Он даже их комнату не тронул. Денни поначалу насторожился, увидев в одной из спален женские вещи, но быстро понял, что это мода сорокалетней давности. У Доронина, как и у его отца, не поднялась рука выбросить все это.
Спальня самого профессора была скромной, чтобы не сказать аскетичной. Обстановка сохранилась так хорошо только потому, что он мало бывал дома. Последний ремонт здесь тоже делали лет двадцать назад.
Но куда он все время мотался? Денни уже все проверил, знал, что из недвижимости у Доронина была только эта квартира. Загородным домом он так и не обзавелся, да и зачем он ему? Похоже, ездил к кому-то.
— А это что? — Денни указал на стул.
— Где?
— Да вот, смотрите.
На спинке стула были аккуратно развешаны галстуки: видно, хранить их так Доронину было удобнее, чем в шкафу. Среди узоров легко было не заметить кусочек розовой материи, если не присматриваться.
Но Денни как раз присматривался.
При ближайшем рассмотрении материя оказалась носовым платком: хлопковым, розовым, с расшитыми краями. Причем вышивка по краям была фабричной, а в одном из уголков — нет. Там кто-то не слишком умело вышил букву А.
К чему это? Вариант, который напрашивался сам собой: «Антон». Но платочек-то явно женский. В подарок Доронину преподнесли бы что-то более солидное, здесь же создавалось впечатление, что платок он получил на память от его обладательницы.
Версия вроде как логичная, только как ее связать с образом старого холостяка?
— Впервые это вижу, — смутилась соседка. — Как странно…
— Не представляете, откуда это у него?
— Может, кто-то из студенток забыл?
В этом Денни сильно сомневался. Где могла студентка потерять платочек? На диване в гостиной или в прихожей, пусть даже на кухне, но уж никак не в спальне хозяина дома. Да и не терял никто этот платок, его специально сюда повесили и аккуратно замаскировали галстуками.
— Я в его комнате особо и не рылась, — призналась дама. — Заходила сюда редко, пыль иногда сметала, когда он долго не возвращался.
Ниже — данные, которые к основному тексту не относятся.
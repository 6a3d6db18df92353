//! User REST API handlers

use crate::ApiResult;
use crate::api::extractors::acting_user::ActingUser;
use crate::api::users::create_user_request::CreateUserRequest;
use crate::api::users::update_user_request::UpdateUserRequest;
use crate::api::users::user_dto::UserDto;
use crate::api::users::user_list_response::UserListResponse;
use crate::api::users::user_response::UserResponse;
use crate::state::AppState;

use axum::{
    Json,
    extract::{Path, State},
};

/// POST /api/v1/users
///
/// Sign up. The first account on the instance becomes the admin.
pub async fn create_user(
    State(state): State<AppState>,
    Json(request): Json<CreateUserRequest>,
) -> ApiResult<Json<UserResponse>> {
    let service = state.user_service();

    let user = service
        .create_user(&memoir_api::CreateUserRequest {
            username: request.username,
            password: request.password,
            email: request.email,
            nickname: request.nickname,
        })
        .await?;

    Ok(Json(UserResponse { user: user.into() }))
}

/// GET /api/v1/users
///
/// List all users
pub async fn list_users(State(state): State<AppState>) -> ApiResult<Json<UserListResponse>> {
    let users = state.user_service().list_users().await?;

    Ok(Json(UserListResponse {
        users: users.into_iter().map(UserDto::from).collect(),
    }))
}

/// GET /api/v1/users/{username}
///
/// Get a single user by username
pub async fn get_user(
    State(state): State<AppState>,
    Path(username): Path<String>,
) -> ApiResult<Json<UserResponse>> {
    let user = state.user_service().get_user(&username).await?;

    Ok(Json(UserResponse { user: user.into() }))
}

/// PATCH /api/v1/users/{username}
///
/// Field-masked partial update. The acting user comes from the bearer
/// token and is passed explicitly to the service layer.
pub async fn update_user(
    State(state): State<AppState>,
    ActingUser(acting_username): ActingUser,
    Path(username): Path<String>,
    Json(request): Json<UpdateUserRequest>,
) -> ApiResult<Json<UserResponse>> {
    let service = state.user_service();

    let user = service
        .update_user(
            &acting_username,
            &memoir_api::UpdateUserRequest {
                username,
                password: request.password,
                email: request.email,
                nickname: request.nickname,
                update_mask: request.update_mask,
            },
        )
        .await?;

    Ok(Json(UserResponse { user: user.into() }))
}
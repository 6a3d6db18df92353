pub mod auth;
pub mod sign_in_request;
pub mod sign_in_response;
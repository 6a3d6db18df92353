pub mod create_user_request;
pub mod update_user_request;
pub mod user_dto;
pub mod user_list_response;
pub mod user_response;
pub mod users;
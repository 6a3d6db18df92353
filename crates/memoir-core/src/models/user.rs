//! User account entity.

use crate::Role;

use chrono::{DateTime, Utc};

/// A registered account. `password_hash` is the bcrypt-derived form of the
/// credential; the plaintext never reaches this type. No serde derives here
/// on purpose: anything that leaves the process goes through a DTO that
/// omits the hash.
#[derive(Debug, Clone, PartialEq, Eq)]
pub struct User {
    pub id: i32,
    pub username: String,
    pub role: Role,
    pub email: String,
    pub nickname: String,
    pub password_hash: String,
    pub created_at: DateTime<Utc>,
    pub updated_at: DateTime<Utc>,
}

impl User {
    /// Create a new user with default values. The id is assigned by the
    /// store on insert; 0 marks "not yet persisted".
    pub fn new(username: String, password_hash: String, role: Role) -> Self {
        let now = Utc::now();
        Self {
            id: 0,
            username,
            role,
            email: String::new(),
            nickname: String::new(),
            password_hash,
            created_at: now,
            updated_at: now,
        }
    }
}
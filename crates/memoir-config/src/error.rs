use std::panic::Location;
use std::path::PathBuf;
use std::result::Result as StdResult;

use error_location::ErrorLocation;
use thiserror::Error as ThisError;

#[derive(ThisError, Debug)]
pub enum ConfigError {
    #[error("{category} error: {message} {location}")]
    Generic {
        category: &'static str,
        message: String,
        location: ErrorLocation,
    },

    #[error("IO error reading {path}: {source}")]
    Io {
        path: PathBuf,
        #[source]
        source: std::io::Error,
    },

    #[error("TOML parse error in {path}: {source}")]
    Toml {
        path: PathBuf,
        #[source]
        source: toml::de::Error,
    },
}

impl ConfigError {
    /// Create an auth error
    #[track_caller]
    pub fn auth<S: Into<String>>(message: S) -> Self {
        Self::generic("Auth", message)
    }

    /// Create a config error
    #[track_caller]
    pub fn config<S: Into<String>>(message: S) -> Self {
        Self::generic("Config", message)
    }

    /// Create a database error
    #[track_caller]
    pub fn database<S: Into<String>>(message: S) -> Self {
        Self::generic("Database", message)
    }

    /// Create a logging error
    #[track_caller]
    pub fn logging<S: Into<String>>(message: S) -> Self {
        Self::generic("Logging", message)
    }

    /// Create a server error
    #[track_caller]
    pub fn server<S: Into<String>>(message: S) -> Self {
        Self::generic("Server", message)
    }

    #[track_caller]
    fn generic<S: Into<String>>(category: &'static str, message: S) -> Self {
        ConfigError::Generic {
            category,
            message: message.into(),
            location: ErrorLocation::from(Location::caller()),
        }
    }
}

pub type Result<T> = StdResult<T, ConfigError>;
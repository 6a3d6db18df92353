use crate::{AuthError, Result as AuthResult};

use std::panic::Location;

use error_location::ErrorLocation;
use serde::{Deserialize, Serialize};

/// Access token claims. `sub` carries the username; the service layer takes
/// it as the acting identity on every authorized call.
#[derive(Debug, Clone, Serialize, Deserialize)]
pub struct Claims {
    /// Subject (username)
    pub sub: String,
    /// Account role ("admin" or "user")
    pub role: String,
    /// Expiration timestamp (Unix)
    pub exp: i64,
    /// Issued at timestamp (Unix)
    pub iat: i64,
}

impl Claims {
    /// Validate claims after signature verification.
    #[track_caller]
    pub fn validate(&self) -> AuthResult<()> {
        if self.sub.is_empty() {
            return Err(AuthError::InvalidClaim {
                claim: "sub".to_string(),
                message: "sub (username) cannot be empty".to_string(),
                location: ErrorLocation::from(Location::caller()),
            });
        }
        if self.sub.len() > 128 {
            return Err(AuthError::InvalidClaim {
                claim: "sub".to_string(),
                message: "sub (username) exceeds maximum length".to_string(),
                location: ErrorLocation::from(Location::caller()),
            });
        }

        Ok(())
    }
}
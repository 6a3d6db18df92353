mod cli;

use crate::cli::{Cli, Commands};

use memoir_server::api::users::user_dto::UserDto;
use memoir_server::commands::reset_password::{self, ResetPasswordArgs};
use memoir_server::commands::{serve, version};
use memoir_server::logger;

use std::process::ExitCode;

use clap::Parser;
use log::{error, info};
use memoir_config::Config;

#[tokio::main]
async fn main() -> ExitCode {
    dotenvy::dotenv().ok();

    let cli = Cli::parse();

    // `version` needs neither config nor logger.
    if matches!(cli.command, Some(Commands::Version)) {
        println!("{}", version::VersionInfo::collect());
        return ExitCode::SUCCESS;
    }

    let config = match load_config() {
        Ok(config) => config,
        Err(e) => {
            eprintln!("Configuration error: {}", e);
            return ExitCode::FAILURE;
        }
    };

    if let Err(e) = init_logger(&config) {
        eprintln!("Logger error: {}", e);
        return ExitCode::FAILURE;
    }

    Config::warn_legacy();

    match cli.command.unwrap_or(Commands::Serve) {
        Commands::Serve => {
            info!("Starting memoir v{}", env!("CARGO_PKG_VERSION"));
            config.log_summary();

            match serve::run(config).await {
                Ok(()) => ExitCode::SUCCESS,
                Err(e) => {
                    error!("{}", e);
                    ExitCode::FAILURE
                }
            }
        }

        Commands::ResetPassword(args) => run_reset_password(&config, &args).await,

        Commands::Version => unreachable!("handled before config load"),
    }
}

/// Run the maintenance reset and report the structured result as status
/// text. All formatting lives here; the command itself returns a value.
async fn run_reset_password(config: &Config, args: &ResetPasswordArgs) -> ExitCode {
    println!("MAINTENANCE MODE: reset-password");

    match reset_password::run(config, args).await {
        Ok(user) => {
            match serde_json::to_string_pretty(&UserDto::from(user)) {
                Ok(json) => println!("{}", json),
                Err(e) => error!("Failed to render updated user: {}", e),
            }
            println!("SUCCESS: password reset");
            ExitCode::SUCCESS
        }
        Err(e) => {
            error!("{}", e);
            if e.is_usage_error() {
                eprintln!(
                    "Usage: memoir reset-password [--id <id>] [--username <username>] \
                     [--email <email>] --password <password>"
                );
            }
            ExitCode::FAILURE
        }
    }
}

fn load_config() -> memoir_config::Result<Config> {
    let config = Config::load()?;
    config.validate()?;
    Ok(config)
}

fn init_logger(config: &Config) -> memoir_server::Result<()> {
    // Construct log file path if configured
    let log_file_path = if let Some(ref filename) = config.logging.file {
        let config_dir = Config::config_dir()?;
        let log_dir = config_dir.join(&config.logging.dir);

        std::fs::create_dir_all(&log_dir)?;

        Some(log_dir.join(filename))
    } else {
        None
    };

    logger::initialize(config.logging.level, log_file_path, config.logging.colored)
}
Но это совсем не в духе Антона. Хоть убейте, не скажу, кто это мог здесь оставить.
А у Денни вариант как раз появился.
— Вы не помните, как звали девушку, которая преследовала Доронина?
— Вы шутите? Это так давно было, кто же теперь упомнит.
— А вы постарайтесь, — попросил Денни. Сам он тем временем прикидывал, сколько придется заплатить ей за то, чтобы забрать платочек с собой. — Она ведь писала на стенах. Может, имя свое тоже написала?
— Кажется, было что-то такое. Но где столько памяти взять. — Соседка нахмурилась, и вдруг складки на лбу разгладились: — Ну точно!
— Вспомнили?
— Боюсь обмануть, но вроде бы ее звали Алла.
Это все, что Денни нужно было услышать.
* * *
Дамир удивился, когда она рассказала ему все. По большому счету он не открыл сегодня ничего, а она продвинулась вперед. И тем не менее Алиса не стала от него ничего скрывать, в том числе свою беседу с Катей.
Она заметила его удивление.
— Что смотришь на меня, как на лик Девы Марии, проступивший на сырном бутерброде?
— Странные у тебя сравнения.
— Пагубное влияние Интернета.
— Оно тебе как раз идет. А вот то, что ты продолжаешь сотрудничать со мной… Без обид, но я не ожидал.